* **Task details**
Go through the records and show each line where the word "Deserialize" occurs.

Collected data:
*****

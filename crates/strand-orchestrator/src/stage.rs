//! The closed set of router stages.

use std::fmt;
use std::str::FromStr;

use serde::{Deserialize, Serialize};
use strand_contract::ChannelMap;

use crate::constants::STAGE_CHANNEL;

/// Stages a thread moves through. The set is closed: routing rules may
/// only transition between these, and the three terminal stages have no
/// outgoing transitions. Re-opening a finished conversation means
/// forking a new thread from one of its checkpoints.
#[derive(Clone, Copy, Debug, PartialEq, Eq, Hash, Serialize, Deserialize)]
#[serde(rename_all = "snake_case")]
pub enum Stage {
    /// First contact; the thread was just created.
    Intake,
    /// Working out what the conversation needs.
    Triage,
    /// A specialist worker (often a subgraph) is handling the request.
    Delegate,
    /// Wrapping up: confirmation, payment, hand-off.
    Closing,
    /// The router could not pick a worker; awaiting clarification.
    Clarify,
    /// Terminal: finished successfully.
    Complete,
    /// Terminal: deferred for a later follow-up.
    Nurture,
    /// Terminal: aborted by a permanent failure.
    Failed,
}

impl Stage {
    /// Whether this stage has no outgoing transitions.
    pub fn is_terminal(&self) -> bool {
        matches!(self, Stage::Complete | Stage::Nurture | Stage::Failed)
    }

    /// Canonical snake_case name.
    pub fn as_str(&self) -> &'static str {
        match self {
            Stage::Intake => "intake",
            Stage::Triage => "triage",
            Stage::Delegate => "delegate",
            Stage::Closing => "closing",
            Stage::Clarify => "clarify",
            Stage::Complete => "complete",
            Stage::Nurture => "nurture",
            Stage::Failed => "failed",
        }
    }

    /// Read the current stage from a snapshot. A thread with no stage
    /// written yet is at `Intake`.
    pub fn of(channels: &ChannelMap) -> Stage {
        channels
            .get_str(STAGE_CHANNEL)
            .and_then(|s| s.parse().ok())
            .unwrap_or(Stage::Intake)
    }
}

impl fmt::Display for Stage {
    fn fmt(&self, f: &mut fmt::Formatter<'_>) -> fmt::Result {
        f.write_str(self.as_str())
    }
}

impl FromStr for Stage {
    type Err = ();

    fn from_str(s: &str) -> Result<Self, Self::Err> {
        match s {
            "intake" => Ok(Stage::Intake),
            "triage" => Ok(Stage::Triage),
            "delegate" => Ok(Stage::Delegate),
            "closing" => Ok(Stage::Closing),
            "clarify" => Ok(Stage::Clarify),
            "complete" => Ok(Stage::Complete),
            "nurture" => Ok(Stage::Nurture),
            "failed" => Ok(Stage::Failed),
            _ => Err(()),
        }
    }
}

#[cfg(test)]
mod tests {
    use super::*;
    use serde_json::json;

    #[test]
    fn terminal_set_is_exactly_three() {
        let terminals: Vec<Stage> = [
            Stage::Intake,
            Stage::Triage,
            Stage::Delegate,
            Stage::Closing,
            Stage::Clarify,
            Stage::Complete,
            Stage::Nurture,
            Stage::Failed,
        ]
        .into_iter()
        .filter(Stage::is_terminal)
        .collect();
        assert_eq!(terminals, vec![Stage::Complete, Stage::Nurture, Stage::Failed]);
    }

    #[test]
    fn stage_of_defaults_to_intake() {
        assert_eq!(Stage::of(&ChannelMap::new()), Stage::Intake);
        let channels: ChannelMap = [("stage".to_string(), json!("closing"))].into_iter().collect();
        assert_eq!(Stage::of(&channels), Stage::Closing);
    }

    #[test]
    fn display_and_parse_are_inverse() {
        for stage in [Stage::Intake, Stage::Clarify, Stage::Failed] {
            assert_eq!(stage.as_str().parse::<Stage>().unwrap(), stage);
        }
    }
}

*****

* **Task response**
use serde::{Deserialize, Serialize};
#[derive(Clone, Copy, Debug, PartialEq, Eq, Hash, Serialize, Deserialize)]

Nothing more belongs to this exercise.